Naturally, this being a speech by a Chancellor, it dwelt on the economics – and it was rather gloomy about those. There was little, if any, breath expended on the idea that Britain benefits from EU membership. (Which may aggravate Coalition tensions over that “balance of competence” report about migration.) Instead, Osborne delivered a litany of Europe’s economic failings, from youth unemployment to uncompetitive financial regulations, topping it all off with a blunt ultimatum: “We can’t go on like this.”

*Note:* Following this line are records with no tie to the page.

//! # Add Command Implementation
//!
//! Registers an action repository and generates a module for every action
//! schema found in it.
//!
//! ## Functionality
//!
//! - **Reference**: `owner/repo`, `owner/repo@latest`, or `owner/repo@<ref>`.
//!   Without a ref the newest major tag wins, then the newest semver tag,
//!   then the default branch.
//! - **Replace semantics**: adding a repository that is already registered
//!   replaces its entries and modules, exactly like `update`.
//! - **Registry creation**: when no registry document exists one is created
//!   at the default location.
//! - **Partial results**: actions that synthesized are kept and registered;
//!   the command still exits non-zero when any action failed.

use anyhow::Result;
use clap::Args;

use action_synth::output::spinner;
use action_synth::reference::ActionReference;
use action_synth::suggestions;
use action_synth::synthesis::TreeSynthesizer;

use super::{finish_report, git_providers, open_workspace};
use crate::cli::GlobalArgs;

/// Register an action repository and generate its modules
#[derive(Args, Debug)]
pub struct AddArgs {
    /// Action reference (e.g., actions/checkout, actions/checkout@v4)
    #[arg(value_name = "OWNER/REPO[@REF]")]
    pub reference: String,

    /// Name to derive the generated identifier from, instead of the
    /// action's declared name
    #[arg(long, value_name = "NAME")]
    pub name: Option<String>,

    /// Token for repository access. Falls back to GITHUB_TOKEN unless the
    /// registry sets `tokenSource` to `config`.
    #[arg(long, value_name = "TOKEN")]
    pub token: Option<String>,

    /// Print a machine-readable summary
    #[arg(long)]
    pub json: bool,
}

/// Execute the `add` command.
pub fn execute(args: AddArgs, global: &GlobalArgs) -> Result<()> {
    let reference = ActionReference::parse(&args.reference)
        .map_err(|e| suggestions::invalid_reference(&args.reference, &e))?;

    let mut workspace = open_workspace(global, false)?;
    let token = workspace.registry.options.token(args.token.as_deref());
    let (revisions, working_copies) = git_providers(global, token);
    let synthesizer = TreeSynthesizer::new(&revisions, &working_copies);

    let output = if args.json {
        global.output.clone().quiet()
    } else {
        global.output.clone()
    };
    let progress = spinner(&output, format!("Synthesizing {}", reference));
    let result = synthesizer.add(
        &mut workspace.registry,
        workspace.store.resolver(),
        &reference,
        args.name.as_deref(),
    );
    progress.finish_and_clear();

    let report = result?;
    workspace.save()?;
    finish_report("Added", &report, args.json, &output)
}

#[cfg(test)]
mod tests {
    use super::*;
    use action_synth::output::OutputConfig;

    #[test]
    fn test_execute_invalid_reference() {
        let global = GlobalArgs {
            registry: Some(std::path::PathBuf::from("/nonexistent/actions.json")),
            cache_root: None,
            output: OutputConfig::from_env_and_flag("never"),
        };
        let args = AddArgs {
            reference: "not-a-reference".to_string(),
            name: None,
            token: None,
            json: false,
        };

        let message = execute(args, &global).unwrap_err().to_string();
        assert!(message.contains("Invalid action reference"));
        assert!(message.contains("hint:"));
    }
}
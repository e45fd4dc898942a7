//! # Error Suggestions
//!
//! Helpers that build user-facing errors with hints. Errors should tell
//! users what went wrong AND how to fix it.
//!
//! ```rust,ignore
//! use action_synth::suggestions;
//!
//! // Instead of:
//! anyhow::bail!("Registry not found: {}", path.display());
//!
//! // Use:
//! return Err(suggestions::registry_not_found(path));
//! ```

use std::path::Path;

use crate::synthesis::SynthesisReport;

/// The registry document does not exist.
pub fn registry_not_found(path: &Path) -> anyhow::Error {
    anyhow::anyhow!(
        "Registry not found: {path}\n\n\
         hint: Run 'action-synth add <owner/repo>' to create it\n\
         hint: Use --registry to point at a different document\n\
         hint: Set the ACTION_SYNTH_REGISTRY environment variable",
        path = path.display()
    )
}

/// The action reference could not be parsed.
///
/// When the input carries a subpath, suggests the bare repository.
pub fn invalid_reference(input: &str, error: &crate::error::Error) -> anyhow::Error {
    let coordinate = input.trim().split('@').next().unwrap_or_default();
    let coordinate = ["https://github.com/", "http://github.com/", "github.com/"]
        .iter()
        .find_map(|prefix| coordinate.strip_prefix(prefix))
        .unwrap_or(coordinate);
    let segments: Vec<&str> = coordinate.split('/').filter(|s| !s.is_empty()).collect();

    let hint = if segments.len() > 2 {
        format!("hint: Did you mean '{}/{}'?", segments[0], segments[1])
    } else {
        "hint: Use owner/repo or owner/repo@ref (e.g., actions/checkout@v4)".to_string()
    };

    anyhow::anyhow!("{error}\n\n{hint}")
}

/// `org_repo` names no registered repository.
///
/// Suggests the closest registered name when there is one.
pub fn not_registered(org_repo: &str, registered: &[String]) -> anyhow::Error {
    let candidates: Vec<&str> = registered.iter().map(String::as_str).collect();
    let did_you_mean = find_similar(org_repo, &candidates)
        .map(|s| format!("\nhint: Did you mean '{s}'?"))
        .unwrap_or_default();

    anyhow::anyhow!(
        "{org_repo} is not registered{did_you_mean}\n\n\
         hint: Run 'action-synth list' to see registered actions"
    )
}

/// Some or all schemas of a repository could not be synthesized.
pub fn partial_failure(report: &SynthesisReport) -> anyhow::Error {
    let details: Vec<String> = report
        .failures
        .iter()
        .map(|f| {
            let location = if f.action_path.is_empty() {
                "(root)"
            } else {
                f.action_path.as_str()
            };
            format!("  {location}: {}", f.message)
        })
        .collect();

    anyhow::anyhow!(
        "{count} action(s) in {org_repo} could not be synthesized:\n{details}\n\n\
         hint: The remaining actions were generated and registered\n\
         hint: Run with --log-level debug for details",
        count = report.failures.len(),
        org_repo = report.org_repo,
        details = details.join("\n")
    )
}

/// Find a similar string from a list of candidates using edit distance.
///
/// Returns Some(candidate) if a close match is found (edit distance <= 2).
fn find_similar<'a>(input: &str, candidates: &[&'a str]) -> Option<&'a str> {
    candidates
        .iter()
        .filter_map(|&candidate| {
            let distance = edit_distance(input, candidate);
            if distance <= 2 && distance < input.len() {
                Some((candidate, distance))
            } else {
                None
            }
        })
        .min_by_key(|(_, distance)| *distance)
        .map(|(candidate, _)| candidate)
}

/// Calculate the Levenshtein edit distance between two strings.
fn edit_distance(a: &str, b: &str) -> usize {
    let a_chars: Vec<char> = a.chars().collect();
    let b_chars: Vec<char> = b.chars().collect();
    let a_len = a_chars.len();
    let b_len = b_chars.len();

    if a_len == 0 {
        return b_len;
    }
    if b_len == 0 {
        return a_len;
    }

    let mut matrix = vec![vec![0usize; b_len + 1]; a_len + 1];

    for (i, row) in matrix.iter_mut().enumerate() {
        row[0] = i;
    }
    for (j, cell) in matrix[0].iter_mut().enumerate() {
        *cell = j;
    }

    for i in 1..=a_len {
        for j in 1..=b_len {
            let cost = if a_chars[i - 1] == b_chars[j - 1] {
                0
            } else {
                1
            };
            matrix[i][j] = (matrix[i - 1][j] + 1)
                .min(matrix[i][j - 1] + 1)
                .min(matrix[i - 1][j - 1] + cost);
        }
    }

    matrix[a_len][b_len]
}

But equally naturally, this being a speech by Osborne, it was also heavy on politics. Most telling of all was his emphasis on welfare spending. He cited, as David Cameron did in his big speech on Europe last year, Angela Merkel’s complaint that “Europe accounts for just over 7 per cent of the world’s population, 25 per cent of its economy, and 50 per cent of global social welfare spending.” But this was mere preamble to his real point: that Britain is “capping welfare”.  It’s almost as though his speech from last week, which concentrated on benefit cuts, was bleeding into this.

Of course, it’s not surprising that a Chancellor should brag about his policy. In some respects, it may even be welcome. Osborne used to be too remote and too cold a figure; someone whose exclusive public function was to sell deficit reduction in terms of gilt yields and bond markets. But now he’s taking every opportunity to ingratiate himself with the public over issues that matter to them, such as benefits. He wants to force the popular welfare cap, and Labour’s difficulties over the same (see: the Backbencher blog), to the forefront of voters’ minds.

But there’s a longer-term danger in Osborne becoming the face of Government welfare policy – one that’s analogous to that old, poisonous divide between “strivers” and “scroungers”. It now seems like an age since the Tory leadership talked, as Cameron did in his 2009 Conference speech, of the tragedy of a welfare system that traps people into poverty. It seems just as long since the moral aspects of Conservative welfare policy trumped, in public at least, their money-saving ones.

Perhaps this is because of the stuttering progress that’s being made by IDS’s Universal Credit. But, as I wrote recently, the importance and purpose of that policy oughtn’t be forgot. The Tories’ message on benefits should be as compassionate as it is cutting.